A Science Lab In Your Pocket?

Since even the cheapest phone or computer now has plenty of horsepower, there’s been a move to create instruments that can do everything, using a reasonably simple front end and crunching data back on the host device. This is one of those tasks that seems easy, but doing it well turns out to be a lot of effort. One we recently noticed was Pocket Science Lab — a board that connects to your PC or Android phone and provides an oscilloscope, a logic analyzer, a wave generator, a power supply, a multimeter, and a few odd items such as an accelerometer, barometer, compass, and lux meter. The cost is about $65, so it isn’t a big investment. But what can it do? Read on, or you can watch the video below from Geekcamp Singapore.

The datasheet shows a reasonable device, although nothing amazing. The oscilloscope has 4 channels but only does 2 MSPS, so assuming the front end can handle it, you might visualize 1 MHz sine waves. There’s also a 12-bit voltmeter, three 12-bit power supplies with different ranges, a 4 MHz 4 channel logic analyzer, two sine or triangle wave generators, 4 PWM outputs, and the ability to measure capacitance. Finally, there’s a frequency counter that’s good to 16 MHz.

The 4 channels on the scope are welcome but the low sample rate isn’t. Also, it doesn’t say in the datasheet, but one of the biggest problems with devices like these is that you can’t use major functions together. For example, we bet you can’t use the scope and the logic analyzer at the same time.

For the price, it isn’t a bad deal. But it really isn’t a proper replacement for nearly any of the included virtual instruments. On the other hand, for under $70 it might be worth a shot. There’s a Linux app, so that’s a plus. We like that it is all open source so you could fix anything you don’t like.

You can see a run through of logging data from the light meter on the FOSSASIA channel. They also have a video on the waveform generator.

The Analog Discovery 2 is nicer looking, but not open source and much more expensive. It also has better specs. Of course, you don’t need a PC to have a universal instrument.


13 thoughts on “A Science Lab In Your Pocket?

  1. Voltage supplies max out at 5V, current supplies at 3mA. Wave generators limited to 5kHz. Measures capacitance, but not inductance.

    It’s a good idea, but a lot of the performance issues go back to being “USB Powered”. A better power supply would surely support better tools.

  2. 2MS/s and 1MHz Sinus is not that useful. If you want to see SPI or I²C data, then you’re limited to about 100kHz clock speeds.

    And it sounds like a (bad) copy of the Digilent Electronics Explorer (okay, five times the price):

    Then there’s this nice thing:

    Or if you want something really powerfull, then there’s my favorite toy on my desk:

    The Analog Discovery packs a punch! And at ~$280 you get a lot for your money.

  3. Disappointed to see the lack of mention of hackaday projects https://hackaday.io/project/5971-python-powered-scientific-instrumentation-tool and https://hackaday.io/project/6490-a-versatile-labtool from which this has been adapted.
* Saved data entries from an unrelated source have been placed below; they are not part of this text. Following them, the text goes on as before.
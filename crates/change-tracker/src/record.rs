/// Capabilities the tracker needs from the host.
use std::fmt::Debug;
use std::hash::Hash;

use anyhow::Result;

use crate::value::PropertyValue;

/// A handle to a host-owned record.
///
/// Handles compare and hash by record identity, not by content: two handles
/// are equal only if they point at the same live record. Reads and writes go
/// through `&self` because the host owns the record and the tracker only
/// holds references to it.
pub trait TrackedRecord: Clone + Eq + Hash + Debug {
    /// Reads the current value of `name`. Unknown properties read as null.
    fn get_property(&self, name: &str) -> PropertyValue<Self>;

    /// Writes `value` to `name`.
    ///
    /// # Errors
    ///
    /// Returns an error if the record rejects the write.
    fn set_property(&self, name: &str, value: PropertyValue<Self>) -> Result<()>;
}

/// Host operations the tracker delegates to.
///
/// Every method is required, so an adapter that lacks a capability does not
/// compile. Runtime failures are surfaced to the caller as
/// `TrackerError::Adapter`.
pub trait RecordAdapter {
    type Record: TrackedRecord;

    /// Lists the properties to snapshot when `begin` is called without an
    /// explicit list: the record's own attributes plus single-valued
    /// (belongs-to) relationships. Collection relationships are excluded.
    fn detect_properties(&self, record: &Self::Record) -> Result<Vec<String>>;

    /// Removes the record (or marks it deleted).
    fn delete_record(&self, record: &Self::Record) -> Result<()>;

    /// Creates a fresh live record to stand in for `dead`.
    fn reincarnate_record(&self, dead: &Self::Record) -> Result<Self::Record>;
}
/// Configuration for the change tracker.
use std::path::Path;

use serde::{Deserialize, Serialize};

/// Environment variable that caps the number of undo batches kept.
pub const MAX_DEPTH_ENV_VAR: &str = "CHANGE_TRACKER_MAX_DEPTH";

/// Configuration for a `ChangeTracker`.
#[derive(Debug, Clone, Default, PartialEq, Eq, Serialize, Deserialize)]
#[serde(default)]
pub struct TrackerConfig {
    /// Max committed batches kept on the undo stack.
    /// `None` keeps history unbounded. `Some(0)` keeps no history at all;
    /// the loaders below reject it and fall back to unbounded.
    pub max_history_depth: Option<usize>,
}

impl TrackerConfig {
    /// Builds a config from the process environment.
    ///
    /// Reads `CHANGE_TRACKER_MAX_DEPTH`; unset, empty, zero or unparsable
    /// values leave history unbounded.
    pub fn from_env() -> Self {
        let max_history_depth = match std::env::var(MAX_DEPTH_ENV_VAR) {
            Ok(raw) if !raw.trim().is_empty() => match raw.trim().parse::<usize>() {
                Ok(0) => {
                    tracing::warn!("Ignoring {MAX_DEPTH_ENV_VAR}=0: depth must be at least 1");
                    None
                }
                Ok(depth) => Some(depth),
                Err(e) => {
                    tracing::warn!("Ignoring invalid {MAX_DEPTH_ENV_VAR}={raw:?}: {e}");
                    None
                }
            },
            _ => None,
        };
        Self { max_history_depth }
    }

    /// Loads config from a JSON file at `path`.
    /// Returns defaults on any error (missing file, parse error, etc.).
    /// A zero `max_history_depth` is ignored.
    pub fn load_or_default(path: &Path) -> Self {
        match std::fs::read_to_string(path) {
            Ok(contents) => match serde_json::from_str::<TrackerConfig>(&contents) {
                Ok(mut config) => {
                    if config.max_history_depth == Some(0) {
                        tracing::warn!(
                            "Ignoring max_history_depth = 0 in {}: depth must be at least 1",
                            path.display()
                        );
                        config.max_history_depth = None;
                    }
                    config
                }
                Err(e) => {
                    tracing::warn!("Failed to parse tracker config at {}: {e}", path.display());
                    Self::default()
                }
            },
            Err(e) => {
                tracing::debug!("No tracker config at {}: {e}", path.display());
                Self::default()
            }
        }
    }
}

#[cfg(test)]
mod tests {
    use super::*;

    #[test]
    fn test_default_config_is_unbounded() {
        let config = TrackerConfig::default();
        assert_eq!(config.max_history_depth, None);
    }

    #[test]
    fn test_from_env() {
        // Save and restore env var
        let original = std::env::var(MAX_DEPTH_ENV_VAR).ok();

        std::env::set_var(MAX_DEPTH_ENV_VAR, "25");
        assert_eq!(TrackerConfig::from_env().max_history_depth, Some(25));

        std::env::set_var(MAX_DEPTH_ENV_VAR, "0");
        assert_eq!(TrackerConfig::from_env().max_history_depth, None);

        std::env::set_var(MAX_DEPTH_ENV_VAR, "lots");
        assert_eq!(TrackerConfig::from_env().max_history_depth, None);

        std::env::remove_var(MAX_DEPTH_ENV_VAR);
        assert_eq!(TrackerConfig::from_env().max_history_depth, None);

        // Restore
        if let Some(val) = original {
            std::env::set_var(MAX_DEPTH_ENV_VAR, val);
        }
    }

    #[test]
    fn test_load_from_json_file() {
        let dir = tempfile::tempdir().expect("create temp dir");
        let path = dir.path().join("tracker.json");
        std::fs::write(&path, r#"{ "max_history_depth": 3 }"#).expect("write");

        let config = TrackerConfig::load_or_default(&path);
        assert_eq!(config.max_history_depth, Some(3));
    }

    #[test]
    fn test_load_zero_depth_is_ignored() {
        let dir = tempfile::tempdir().expect("create temp dir");
        let path = dir.path().join("tracker.json");
        std::fs::write(&path, r#"{ "max_history_depth": 0 }"#).expect("write");

        assert_eq!(TrackerConfig::load_or_default(&path).max_history_depth, None);
    }

    #[test]
    fn test_load_missing_fields_use_defaults() {
        let dir = tempfile::tempdir().expect("create temp dir");
        let path = dir.path().join("tracker.json");
        std::fs::write(&path, "{}").expect("write");

        assert_eq!(TrackerConfig::load_or_default(&path), TrackerConfig::default());
    }

    #[test]
    fn test_load_broken_or_missing_file_falls_back() {
        let dir = tempfile::tempdir().expect("create temp dir");
        let broken = dir.path().join("broken.json");
        std::fs::write(&broken, "{ not json").expect("write");

        assert_eq!(TrackerConfig::load_or_default(&broken), TrackerConfig::default());
        assert_eq!(
            TrackerConfig::load_or_default(&dir.path().join("absent.json")),
            TrackerConfig::default()
        );
    }
}
/// Pending snapshots and committed batches.
///
/// The `SnapshotStore` holds the "before" values of every record touched
/// since its last commit or rollback. `CommitBatch` is what a commit turns
/// those snapshots into.
use std::collections::{BTreeMap, HashMap};
use std::fmt;

use serde::{Deserialize, Serialize};

use crate::record::TrackedRecord;
use crate::value::PropertyValue;

/// Captured property values, keyed by property name.
///
/// Iteration, and therefore the order in which a restore writes values back,
/// is alphabetical by property name rather than capture order.
pub type PropertySnapshot<R> = BTreeMap<String, PropertyValue<R>>;

/// What happened to a record since its last commit or rollback.
#[derive(Debug, Clone, Copy, PartialEq, Eq, Hash, Serialize, Deserialize)]
#[serde(rename_all = "lowercase")]
pub enum PendingAction {
    Change,
    Create,
    Delete,
}

impl fmt::Display for PendingAction {
    fn fmt(&self, f: &mut fmt::Formatter<'_>) -> fmt::Result {
        let name = match self {
            Self::Change => "change",
            Self::Create => "create",
            Self::Delete => "delete",
        };
        f.write_str(name)
    }
}

/// Pending state for one record.
#[derive(Debug, Clone)]
struct PendingEntry<R> {
    action: PendingAction,
    properties: PropertySnapshot<R>,
}

/// Reads the current values of `names` from `record`.
pub(crate) fn read_properties<'a, R, I>(record: &R, names: I) -> PropertySnapshot<R>
where
    R: TrackedRecord,
    I: IntoIterator<Item = &'a String>,
{
    names
        .into_iter()
        .map(|name| (name.clone(), record.get_property(name)))
        .collect()
}

/// Identity-keyed map from record to its pending snapshot and action.
#[derive(Debug, Clone)]
pub struct SnapshotStore<R: TrackedRecord> {
    entries: HashMap<R, PendingEntry<R>>,
}

impl<R: TrackedRecord> Default for SnapshotStore<R> {
    fn default() -> Self {
        Self {
            entries: HashMap::new(),
        }
    }
}

impl<R: TrackedRecord> SnapshotStore<R> {
    pub fn new() -> Self {
        Self::default()
    }

    /// Captures the current values of `properties` from `record`.
    ///
    /// Merges into an existing snapshot: a property that already has a
    /// captured value keeps it, so the snapshot always holds the earliest
    /// value seen since the last commit. A record with no pending action
    /// is classified as `Change`.
    pub fn capture(&mut self, record: &R, properties: &[String]) {
        let entry = self
            .entries
            .entry(record.clone())
            .or_insert_with(|| PendingEntry {
                action: PendingAction::Change,
                properties: PropertySnapshot::new(),
            });
        for name in properties {
            if !entry.properties.contains_key(name) {
                entry
                    .properties
                    .insert(name.clone(), record.get_property(name));
            }
        }
    }

    /// Overrides the pending action of an already captured record.
    ///
    /// Does nothing if the record has no pending snapshot.
    pub fn mark(&mut self, record: &R, action: PendingAction) {
        if let Some(entry) = self.entries.get_mut(record) {
            entry.action = action;
        }
    }

    /// Removes and returns the pending state of `record`.
    pub fn take(&mut self, record: &R) -> Option<(PendingAction, PropertySnapshot<R>)> {
        self.entries
            .remove(record)
            .map(|entry| (entry.action, entry.properties))
    }

    pub fn snapshot(&self, record: &R) -> Option<&PropertySnapshot<R>> {
        self.entries.get(record).map(|entry| &entry.properties)
    }

    pub fn action(&self, record: &R) -> Option<PendingAction> {
        self.entries.get(record).map(|entry| entry.action)
    }

    pub fn contains(&self, record: &R) -> bool {
        self.entries.contains_key(record)
    }

    pub fn is_empty(&self) -> bool {
        self.entries.is_empty()
    }

    pub fn len(&self) -> usize {
        self.entries.len()
    }

    /// Whether committing `record` now would produce a history entry.
    ///
    /// Created and deleted records always count as changed. A changed
    /// record counts only if some captured value differs from the
    /// record's current value. Records without a snapshot are clean.
    pub fn detect_changes(&self, record: &R) -> bool {
        let Some(entry) = self.entries.get(record) else {
            return false;
        };
        match entry.action {
            PendingAction::Create | PendingAction::Delete => true,
            PendingAction::Change => entry
                .properties
                .iter()
                .any(|(name, was)| *was != record.get_property(name)),
        }
    }

    /// Repoints every pending reference to `dead` at `alive`, including
    /// the key of a pending entry that belongs to `dead` itself.
    ///
    /// Only values that refer to `dead` are rewritten. Everything else stays
    /// exactly as captured, so unrelated deferred references are not
    /// resolved and still compare equal to the record's live value.
    pub(crate) fn replace_dead(&mut self, dead: &R, alive: &R) {
        for entry in self.entries.values_mut() {
            for value in entry.properties.values_mut() {
                if value.refers_to(dead) {
                    *value = value.replace_dead(dead, alive);
                }
            }
        }
        if let Some(entry) = self.entries.remove(dead) {
            self.entries.insert(alive.clone(), entry);
        }
    }
}

fn replace_in_snapshot<R: TrackedRecord>(snapshot: &mut PropertySnapshot<R>, dead: &R, alive: &R) {
    for value in snapshot.values_mut() {
        *value = value.replace_dead(dead, alive);
    }
}

/// One record's contribution to a committed batch.
#[derive(Debug, Clone, PartialEq)]
pub struct BatchEntry<R> {
    pub record: R,
    pub action: PendingAction,
    /// Values captured before the change.
    pub old_properties: PropertySnapshot<R>,
    /// Values of the same keys at commit time.
    pub new_properties: PropertySnapshot<R>,
}

/// All entries produced by a single commit. Undone and redone as a unit.
#[derive(Debug, Clone, PartialEq)]
pub struct CommitBatch<R> {
    /// Entries in the order their records were passed to `commit`.
    pub entries: Vec<BatchEntry<R>>,
    /// Monotonic sequence number assigned by the `ChangeTracker`.
    pub seq: u64,
}

impl<R: TrackedRecord> CommitBatch<R> {
    /// The batch's records in commit order.
    pub fn records(&self) -> Vec<R> {
        self.entries.iter().map(|entry| entry.record.clone()).collect()
    }

    pub fn len(&self) -> usize {
        self.entries.len()
    }

    pub fn is_empty(&self) -> bool {
        self.entries.is_empty()
    }

    /// Rewrites references to `dead` in place, keeping entry order.
    pub(crate) fn replace_dead(&mut self, dead: &R, alive: &R) {
        for entry in &mut self.entries {
            if entry.record == *dead {
                entry.record = alive.clone();
            }
            replace_in_snapshot(&mut entry.old_properties, dead, alive);
            replace_in_snapshot(&mut entry.new_properties, dead, alive);
        }
    }
}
    Schematics, firmware, and the linux app(already on Debian as ‘seelablet’ before this project) have not been acknowledged either, and given that FOSSASIA used a project which was past the manufacturing stages, and used finished versions of SEELab-jr as their starting point, an ‘alumni’ tag for the original developers is appalling.

    OSHW sometimes feels like a massive blunder in the absence of credit where due. 15 prototypes worth of development history prior to PSLab can be viewed at https://csparkresearch.in/expeyes-dev and the above linked projects.

    1. I had looked into the seelablet and saw the units were just being sold in India to schools. I didn’t want to buy a unit away from a kid so I looked on github for the schematics. The schematics for the 17 were not on github, but the jr schematics were listed instead under the 17 branch.
      Was this a result of FOSSasia branching off of your project?
      There is a story here I’d like to hear.

  4. Most here are totally right about the missed credits for the preceding projects. But dammit, trying to find a easy way for small-current dynamic impedance measurements in low-kHz range in a month (checking weather Bacterias likes Mozart over Slipknot) without any knowledge of the external parameters, this seems to me the go-to solution. So I’ve let the colleague order two of them.